▸ Input for this task
━━━
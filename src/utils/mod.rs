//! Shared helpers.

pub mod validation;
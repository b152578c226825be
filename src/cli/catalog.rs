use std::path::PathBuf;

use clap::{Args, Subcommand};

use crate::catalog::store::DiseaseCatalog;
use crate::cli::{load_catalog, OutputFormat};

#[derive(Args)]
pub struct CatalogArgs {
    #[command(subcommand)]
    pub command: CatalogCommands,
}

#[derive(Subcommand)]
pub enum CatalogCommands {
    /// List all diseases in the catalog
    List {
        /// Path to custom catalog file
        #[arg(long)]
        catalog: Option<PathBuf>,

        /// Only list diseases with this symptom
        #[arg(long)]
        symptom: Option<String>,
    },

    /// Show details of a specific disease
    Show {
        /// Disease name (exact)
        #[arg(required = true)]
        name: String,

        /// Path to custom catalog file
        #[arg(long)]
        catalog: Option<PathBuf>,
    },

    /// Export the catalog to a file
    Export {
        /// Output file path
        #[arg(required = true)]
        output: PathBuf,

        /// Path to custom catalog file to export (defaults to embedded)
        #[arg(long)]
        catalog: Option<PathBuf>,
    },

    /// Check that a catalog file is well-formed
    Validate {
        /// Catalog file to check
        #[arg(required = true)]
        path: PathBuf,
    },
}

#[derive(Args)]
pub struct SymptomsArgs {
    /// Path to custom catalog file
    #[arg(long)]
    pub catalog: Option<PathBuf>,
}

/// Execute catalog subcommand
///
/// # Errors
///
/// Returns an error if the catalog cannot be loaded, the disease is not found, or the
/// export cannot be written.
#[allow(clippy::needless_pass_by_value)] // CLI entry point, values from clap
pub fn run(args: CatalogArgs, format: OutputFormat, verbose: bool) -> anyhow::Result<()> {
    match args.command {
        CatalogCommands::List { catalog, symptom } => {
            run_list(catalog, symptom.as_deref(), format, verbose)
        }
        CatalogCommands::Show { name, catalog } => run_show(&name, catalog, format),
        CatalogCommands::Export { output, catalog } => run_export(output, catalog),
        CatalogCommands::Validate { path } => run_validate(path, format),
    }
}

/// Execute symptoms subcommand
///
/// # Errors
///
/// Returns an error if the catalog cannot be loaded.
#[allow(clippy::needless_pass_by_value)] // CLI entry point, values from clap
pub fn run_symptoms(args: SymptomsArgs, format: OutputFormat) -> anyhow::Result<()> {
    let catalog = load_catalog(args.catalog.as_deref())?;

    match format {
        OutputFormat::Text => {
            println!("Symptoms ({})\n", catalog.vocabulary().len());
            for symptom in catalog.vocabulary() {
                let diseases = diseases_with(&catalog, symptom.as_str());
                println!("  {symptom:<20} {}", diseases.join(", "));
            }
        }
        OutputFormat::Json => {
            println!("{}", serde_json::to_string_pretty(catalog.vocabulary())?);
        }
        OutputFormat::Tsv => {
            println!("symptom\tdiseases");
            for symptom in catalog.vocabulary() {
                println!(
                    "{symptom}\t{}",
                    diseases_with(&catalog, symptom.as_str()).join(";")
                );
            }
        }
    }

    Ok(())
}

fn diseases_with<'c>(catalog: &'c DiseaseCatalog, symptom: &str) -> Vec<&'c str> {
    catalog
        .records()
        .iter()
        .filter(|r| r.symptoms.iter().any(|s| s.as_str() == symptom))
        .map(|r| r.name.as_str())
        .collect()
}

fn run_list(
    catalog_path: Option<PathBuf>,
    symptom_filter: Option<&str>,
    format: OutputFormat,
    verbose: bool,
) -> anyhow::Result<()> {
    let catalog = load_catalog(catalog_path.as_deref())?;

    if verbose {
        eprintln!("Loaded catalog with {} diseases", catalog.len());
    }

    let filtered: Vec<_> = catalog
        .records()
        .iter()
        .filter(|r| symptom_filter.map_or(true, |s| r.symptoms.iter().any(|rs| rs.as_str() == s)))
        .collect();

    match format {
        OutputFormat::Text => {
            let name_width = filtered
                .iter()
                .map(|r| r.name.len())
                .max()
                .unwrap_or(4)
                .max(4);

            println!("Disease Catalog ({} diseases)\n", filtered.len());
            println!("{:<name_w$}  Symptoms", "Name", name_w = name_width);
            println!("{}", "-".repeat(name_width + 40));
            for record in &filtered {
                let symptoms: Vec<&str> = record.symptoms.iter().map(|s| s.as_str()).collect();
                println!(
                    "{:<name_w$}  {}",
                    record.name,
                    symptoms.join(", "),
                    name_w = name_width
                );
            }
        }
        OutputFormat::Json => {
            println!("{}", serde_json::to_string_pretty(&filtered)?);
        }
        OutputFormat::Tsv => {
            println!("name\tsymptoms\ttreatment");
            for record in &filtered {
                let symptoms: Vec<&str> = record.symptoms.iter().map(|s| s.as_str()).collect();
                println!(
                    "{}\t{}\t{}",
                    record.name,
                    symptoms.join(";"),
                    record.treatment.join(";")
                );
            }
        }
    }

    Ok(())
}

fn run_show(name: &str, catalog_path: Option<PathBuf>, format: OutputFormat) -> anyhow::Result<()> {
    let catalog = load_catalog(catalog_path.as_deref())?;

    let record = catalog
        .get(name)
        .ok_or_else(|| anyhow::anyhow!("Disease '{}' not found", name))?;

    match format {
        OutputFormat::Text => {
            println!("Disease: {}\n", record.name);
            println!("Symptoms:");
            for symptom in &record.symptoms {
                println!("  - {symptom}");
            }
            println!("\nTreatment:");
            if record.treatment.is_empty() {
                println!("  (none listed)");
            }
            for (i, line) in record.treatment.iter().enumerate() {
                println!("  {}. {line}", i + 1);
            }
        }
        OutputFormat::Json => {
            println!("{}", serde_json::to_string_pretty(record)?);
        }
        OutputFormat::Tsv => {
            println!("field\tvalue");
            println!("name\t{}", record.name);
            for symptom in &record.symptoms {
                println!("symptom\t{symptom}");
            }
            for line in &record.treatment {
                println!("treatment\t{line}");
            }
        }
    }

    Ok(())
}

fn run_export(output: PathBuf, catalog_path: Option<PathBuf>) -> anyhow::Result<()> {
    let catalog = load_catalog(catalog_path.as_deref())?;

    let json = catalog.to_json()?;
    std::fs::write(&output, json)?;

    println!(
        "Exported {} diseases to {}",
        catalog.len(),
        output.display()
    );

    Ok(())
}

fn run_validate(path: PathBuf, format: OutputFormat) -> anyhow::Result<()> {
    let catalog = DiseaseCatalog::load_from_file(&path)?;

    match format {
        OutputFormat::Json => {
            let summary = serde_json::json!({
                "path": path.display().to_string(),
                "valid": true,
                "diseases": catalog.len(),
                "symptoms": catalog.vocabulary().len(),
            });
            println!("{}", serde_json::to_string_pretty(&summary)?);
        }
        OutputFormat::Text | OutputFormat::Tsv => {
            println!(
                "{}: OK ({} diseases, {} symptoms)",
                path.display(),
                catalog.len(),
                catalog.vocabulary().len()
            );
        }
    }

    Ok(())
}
━━━
▸ Task to complete
Please find every line in the listing that holds the string "bool" and copy it.

▸ Solution below
pub fn run(args: CatalogArgs, format: OutputFormat, verbose: bool) -> anyhow::Result<()> {
    verbose: bool,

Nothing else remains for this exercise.